■ **WHAT IS REQUIRED**
Below are some records. Reproduce them exactly from their first line through the line with "forwarded. Writes targeting", inclusive.

● ● ●

//! Service-level GATT support: the attribute-server seam and the Temperature service.
//!
//! GATT exposes device state as a table of attributes grouped into *services* and
//! *characteristics*. This module does not implement the attribute protocol itself (that lives in
//! the external stack); it provides the metadata records and the [`AttributeStore`] trait used to
//! register attributes with such a stack, the [`Event`]s the stack feeds back, and the
//! [`TemperatureService`] built on top.
//!
//! [`AttributeStore`]: trait.AttributeStore.html
//! [`Event`]: enum.Event.html
//! [`TemperatureService`]: struct.TemperatureService.html

mod handle;
mod store;
mod temperature;

pub use self::handle::{AttHandle, ConnHandle, ServiceHandle};
pub use self::store::{
    AttributePermissions, AttributeStore, AttributeValue, CccdFlags, CharacteristicHandles,
    CharacteristicMetadata, Properties, SecurityMode, ServiceType,
};
pub use self::temperature::{
    EventHandler, ReportReference, TemperatureConfig, TemperatureEvent, TemperatureService,
    CCCD_UUID, REPORT_REFERENCE_UUID, TEMPERATURE_CHAR_UUID, TEMPERATURE_INVALID,
    TEMPERATURE_SERVICE_UUID,
};

use crate::utils::HexSlice;
use core::fmt;

/// An event forwarded from the stack's dispatch entry point.
///
/// The stack produces many more event kinds than these; only the three categories below are
/// meaningful to the services in this crate, so only they need to be forwarded. Writes targeting
/// handles a service doesn't own are ignored by that service, so it is fine to forward every
/// attribute write.
#[derive(Copy, Clone)]
pub enum Event<'a> {
    /// A link was established.
    Connected {
        /// Identifier assigned to the new link.
        conn: ConnHandle,
    },

    /// The active link was terminated (for whatever reason; the cause doesn't matter here).
    Disconnected,

    /// The peer wrote the attribute at `handle`.
    AttributeWrite {
        /// Handle of the written attribute.
        handle: AttHandle,
        /// The payload carried by the write.
        value: &'a [u8],
    },
}

impl fmt::Debug for Event<'_> {
    fn fmt(&self, f: &mut fmt::Formatter<'_>) -> fmt::Result {
        match self {
            Event::Connected { conn } => f.debug_struct("Connected").field("conn", conn).finish(),
            Event::Disconnected => f.write_str("Disconnected"),
            Event::AttributeWrite { handle, value } => f
                .debug_struct("AttributeWrite")
                .field("handle", handle)
                .field("value", &HexSlice(*value))
                .finish(),
        }
    }
}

● ● ●

■ **ANSWER FOR THE TASK**
//! Service-level GATT support: the attribute-server seam and the Temperature service.
//!
//! GATT exposes device state as a table of attributes grouped into *services* and
//! *characteristics*. This module does not implement the attribute protocol itself (that lives in
//! the external stack); it provides the metadata records and the [`AttributeStore`] trait used to
//! register attributes with such a stack, the [`Event`]s the stack feeds back, and the
//! [`TemperatureService`] built on top.
//!
//! [`AttributeStore`]: trait.AttributeStore.html
//! [`Event`]: enum.Event.html
//! [`TemperatureService`]: struct.TemperatureService.html

mod handle;
mod store;
mod temperature;

pub use self::handle::{AttHandle, ConnHandle, ServiceHandle};
pub use self::store::{
    AttributePermissions, AttributeStore, AttributeValue, CccdFlags, CharacteristicHandles,
    CharacteristicMetadata, Properties, SecurityMode, ServiceType,
};
pub use self::temperature::{
    EventHandler, ReportReference, TemperatureConfig, TemperatureEvent, TemperatureService,
    CCCD_UUID, REPORT_REFERENCE_UUID, TEMPERATURE_CHAR_UUID, TEMPERATURE_INVALID,
    TEMPERATURE_SERVICE_UUID,
};

use crate::utils::HexSlice;
use core::fmt;

/// An event forwarded from the stack's dispatch entry point.
///
/// The stack produces many more event kinds than these; only the three categories below are
/// meaningful to the services in this crate, so only they need to be forwarded. Writes targeting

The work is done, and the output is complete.